Analysis of the secretion of glutamic acid from single rCNs under different ES conditions was investigated to verify the ability to trigger electrical activities of excitable cells with ES within the device, and also to validate the potential biological applications of this device. Glutamate is the most abundant neurotransmitter in brain and central nervous system, which is involved in all major excitatory brain function.
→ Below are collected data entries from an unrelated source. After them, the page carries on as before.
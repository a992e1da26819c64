//! Writes training records of the pursuit-evasion flock into CSV files.
use anyhow::Result;
use chrono::Local;
use csv::{Writer, WriterBuilder};
use flock_core::{
    record::{EpisodeSummary, Recorder, TableSnapshot},
    Action, ActiveLearner, TrainerConfig,
};
use flock_pursuit_env::State;
use log::info;
use serde::Serialize;
use std::{
    fs::{create_dir_all, File},
    iter,
    path::{Path, PathBuf},
};

/// Description of a training run, written once into `env_info.csv`.
#[derive(Debug, Clone, PartialEq, Serialize)]
pub struct RunInfo {
    /// Number of episodes.
    pub episodes_num: usize,

    /// Maximum length of an episode.
    pub episodes_length: usize,

    /// Number of birds.
    pub num_of_birds: usize,

    /// Number of rows of the value and policy tables.
    pub state_space_dim: usize,

    /// Interval of trajectory recording in episodes.
    pub episode_write_step: usize,
}

impl RunInfo {
    /// Describes a run of `config` over a flock of `n_birds` with `n_states` states.
    pub fn new(config: &TrainerConfig, n_birds: usize, n_states: usize) -> Self {
        Self {
            episodes_num: config.n_episodes,
            episodes_length: config.episode_length,
            num_of_birds: n_birds,
            state_space_dim: n_states,
            episode_write_step: config.trajectory_interval,
        }
    }
}

#[derive(Serialize)]
struct EnvInfoRow {
    episodes_num: usize,
    episodes_length: usize,
    num_of_birds: usize,
    state_space_dim: usize,
    episode_write_step: usize,
    started_at: String,
}

#[derive(Serialize)]
struct EpisodeRow {
    #[serde(rename = "Episode")]
    episode: usize,
    #[serde(rename = "EndTime")]
    end_time: usize,
    #[serde(rename = "PredatorTraining")]
    predator_training: u8,
}

/// Writes records into four CSV files in a directory.
///
/// * `env_info.csv` - the [`RunInfo`] with the local start time.
/// * `pursuer_trajectory.csv` - `Episode,x0,y0,x1,y1,...`, one row per recorded step.
/// * `episode.csv` - `Episode,EndTime,PredatorTraining`, one row per episode.
///   `EndTime` is the number of steps and `PredatorTraining` is `1` if the
///   pursuer was learning.
/// * `value_policy.csv` - for every bird `i`, the columns
///   `value_i,left_i,straight_i,right_i`. Each snapshot appends one row per
///   state, in state index order.
pub struct CsvRecorder {
    dir: PathBuf,
    n_birds: usize,
    trajectory: Writer<File>,
    episode: Writer<File>,
    value_policy: Writer<File>,
}

impl CsvRecorder {
    /// Creates the output directory and the files, writing their headers.
    pub fn create(dir: impl AsRef<Path>, info: &RunInfo) -> Result<Self> {
        let dir = dir.as_ref().to_owned();
        create_dir_all(&dir)?;

        {
            let mut wtr = Writer::from_path(dir.join("env_info.csv"))?;
            wtr.serialize(EnvInfoRow {
                episodes_num: info.episodes_num,
                episodes_length: info.episodes_length,
                num_of_birds: info.num_of_birds,
                state_space_dim: info.state_space_dim,
                episode_write_step: info.episode_write_step,
                started_at: Local::now().to_rfc3339(),
            })?;
            wtr.flush()?;
        }

        let n_birds = info.num_of_birds;
        let headerless = |name: &str| -> Result<Writer<File>> {
            Ok(WriterBuilder::new()
                .has_headers(false)
                .from_path(dir.join(name))?)
        };

        let mut trajectory = headerless("pursuer_trajectory.csv")?;
        trajectory.write_record(
            iter::once("Episode".to_string())
                .chain((0..n_birds).flat_map(|i| [format!("x{}", i), format!("y{}", i)])),
        )?;

        let episode = Writer::from_path(dir.join("episode.csv"))?;

        let mut value_policy = headerless("value_policy.csv")?;
        value_policy.write_record((0..n_birds).flat_map(|i| {
            iter::once(format!("value_{}", i))
                .chain(Action::ALL.into_iter().map(move |a| format!("{}_{}", a.name(), i)))
        }))?;

        info!("Writes records into {}", dir.display());
        Ok(Self {
            dir,
            n_birds,
            trajectory,
            episode,
            value_policy,
        })
    }

    /// Output directory.
    pub fn dir(&self) -> &Path {
        &self.dir
    }
}

impl Recorder<State> for CsvRecorder {
    fn record_trajectory(&mut self, episode: usize, state: &State) -> Result<()> {
        debug_assert_eq!(state.len(), self.n_birds);
        self.trajectory.write_record(
            iter::once(episode.to_string()).chain(
                state
                    .birds
                    .iter()
                    .flat_map(|b| [b.x.to_string(), b.y.to_string()]),
            ),
        )?;
        Ok(())
    }

    fn record_episode(&mut self, summary: &EpisodeSummary) -> Result<()> {
        self.episode.serialize(EpisodeRow {
            episode: summary.episode,
            end_time: summary.steps,
            predator_training: (summary.active_learner == ActiveLearner::Pursuer) as u8,
        })?;
        Ok(())
    }

    fn record_snapshot(&mut self, snapshot: &TableSnapshot) -> Result<()> {
        for state in 0..snapshot.n_states() {
            self.value_policy
                .write_record(snapshot.row(state).iter().map(|v| v.to_string()))?;
        }
        self.value_policy.flush()?;
        Ok(())
    }

    fn flush(&mut self) -> Result<()> {
        self.trajectory.flush()?;
        self.episode.flush()?;
        self.value_policy.flush()?;
        Ok(())
    }
}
Many studies have used glutamate as a highly sensitive functional marker for excited neurons. After passing through the microfluidic device with different ES conditions, the cells were collected, and centrifuged at 100 × g for 3 min at 4°C. Then the samples were stained by red glutamic acid/glutamate oxidase assay kit, and the fluorescence intensity was measured (See Section “Glutamic Acid Measurement”). The glutamic acid concentration in the supernatant collected from each experiment group with different ES conditions Figure 6(d)-(f). The results showed that the electrical stimulation significantly increased the glutamic acid concentration in electrically stimulated cells compared to control group (Figure 6(d)). The concentration of glutamic acid with and without ES were 2.21±0.17µM and 0.56±0.08µM, respectively. Results showed that applying different ES magnitude did affect the glutamic acid concentration, and high enough magnitude is necessary to achieve sufficient cell activity. It was also shown that the glutamic acid concentration of cells stimulated by different ES frequency did not have a significant difference, which might be due to the sufficient glutamic acid release from the cells under the ES. The neurons released majority of the glutamic acid after the ES in the device even under lower frequency, and increasing the frequency would not further increase the glutamic acid concentration in the supernatant. It is widely understood and proved by many studies that changes in ES magnitude would alter the number of activated neurons in the stimulated tissue28. However, the extent to which different stimulation frequencies and pulse durations affect local neuronal responses remains less explored. Our results indicated the dominant role the pulse magnitude plays as the ES parameter for neuron activation.